Return all lines below containing the word "ended".

### Data shown:
• • •

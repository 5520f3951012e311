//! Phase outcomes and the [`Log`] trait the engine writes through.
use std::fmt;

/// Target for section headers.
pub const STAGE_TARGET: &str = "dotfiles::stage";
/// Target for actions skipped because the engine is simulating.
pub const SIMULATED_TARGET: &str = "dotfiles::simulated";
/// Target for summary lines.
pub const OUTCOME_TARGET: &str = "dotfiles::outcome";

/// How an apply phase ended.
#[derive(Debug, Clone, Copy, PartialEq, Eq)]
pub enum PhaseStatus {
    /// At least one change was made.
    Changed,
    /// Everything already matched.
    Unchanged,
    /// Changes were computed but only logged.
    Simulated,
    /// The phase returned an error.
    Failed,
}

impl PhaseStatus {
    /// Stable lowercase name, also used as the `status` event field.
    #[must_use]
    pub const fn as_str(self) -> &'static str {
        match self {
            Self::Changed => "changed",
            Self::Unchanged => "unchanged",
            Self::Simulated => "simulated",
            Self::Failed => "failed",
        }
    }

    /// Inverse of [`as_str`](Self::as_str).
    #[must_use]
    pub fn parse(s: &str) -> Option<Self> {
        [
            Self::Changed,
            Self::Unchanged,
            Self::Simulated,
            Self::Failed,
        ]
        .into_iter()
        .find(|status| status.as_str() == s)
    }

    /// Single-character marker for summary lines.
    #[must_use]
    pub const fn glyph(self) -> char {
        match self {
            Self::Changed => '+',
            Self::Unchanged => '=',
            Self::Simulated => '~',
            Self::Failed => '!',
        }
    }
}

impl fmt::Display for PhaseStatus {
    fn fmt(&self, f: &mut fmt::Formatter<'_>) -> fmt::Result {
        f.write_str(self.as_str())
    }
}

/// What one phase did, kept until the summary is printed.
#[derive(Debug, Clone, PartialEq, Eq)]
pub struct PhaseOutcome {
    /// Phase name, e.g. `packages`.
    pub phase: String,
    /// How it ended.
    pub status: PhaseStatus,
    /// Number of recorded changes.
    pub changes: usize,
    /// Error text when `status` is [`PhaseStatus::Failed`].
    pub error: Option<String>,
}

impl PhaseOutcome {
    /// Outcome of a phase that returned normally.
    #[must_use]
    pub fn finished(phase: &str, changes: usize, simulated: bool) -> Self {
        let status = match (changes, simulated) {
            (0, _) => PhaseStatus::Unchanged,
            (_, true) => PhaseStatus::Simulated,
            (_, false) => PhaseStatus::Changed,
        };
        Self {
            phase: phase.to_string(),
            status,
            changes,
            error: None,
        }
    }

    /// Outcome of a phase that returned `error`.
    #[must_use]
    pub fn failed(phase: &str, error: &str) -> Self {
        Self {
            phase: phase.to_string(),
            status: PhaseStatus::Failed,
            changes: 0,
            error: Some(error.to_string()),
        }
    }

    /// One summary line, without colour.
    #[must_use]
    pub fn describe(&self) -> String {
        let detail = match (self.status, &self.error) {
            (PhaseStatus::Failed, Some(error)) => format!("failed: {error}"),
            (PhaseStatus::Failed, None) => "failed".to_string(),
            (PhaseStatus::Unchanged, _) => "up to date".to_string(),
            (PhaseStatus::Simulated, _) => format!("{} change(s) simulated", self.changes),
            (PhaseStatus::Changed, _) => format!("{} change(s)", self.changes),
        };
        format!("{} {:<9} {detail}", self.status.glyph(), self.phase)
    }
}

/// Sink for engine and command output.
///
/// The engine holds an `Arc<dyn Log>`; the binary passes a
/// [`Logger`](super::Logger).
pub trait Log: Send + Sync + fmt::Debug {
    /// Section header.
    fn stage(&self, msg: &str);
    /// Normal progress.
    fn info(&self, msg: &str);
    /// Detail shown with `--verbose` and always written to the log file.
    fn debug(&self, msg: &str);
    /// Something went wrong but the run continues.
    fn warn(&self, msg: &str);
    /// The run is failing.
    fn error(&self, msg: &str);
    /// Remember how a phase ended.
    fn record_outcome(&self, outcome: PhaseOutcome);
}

• • •

### Response to this task:
/// How an apply phase ended.
    /// How it ended.
    /// Remember how a phase ended.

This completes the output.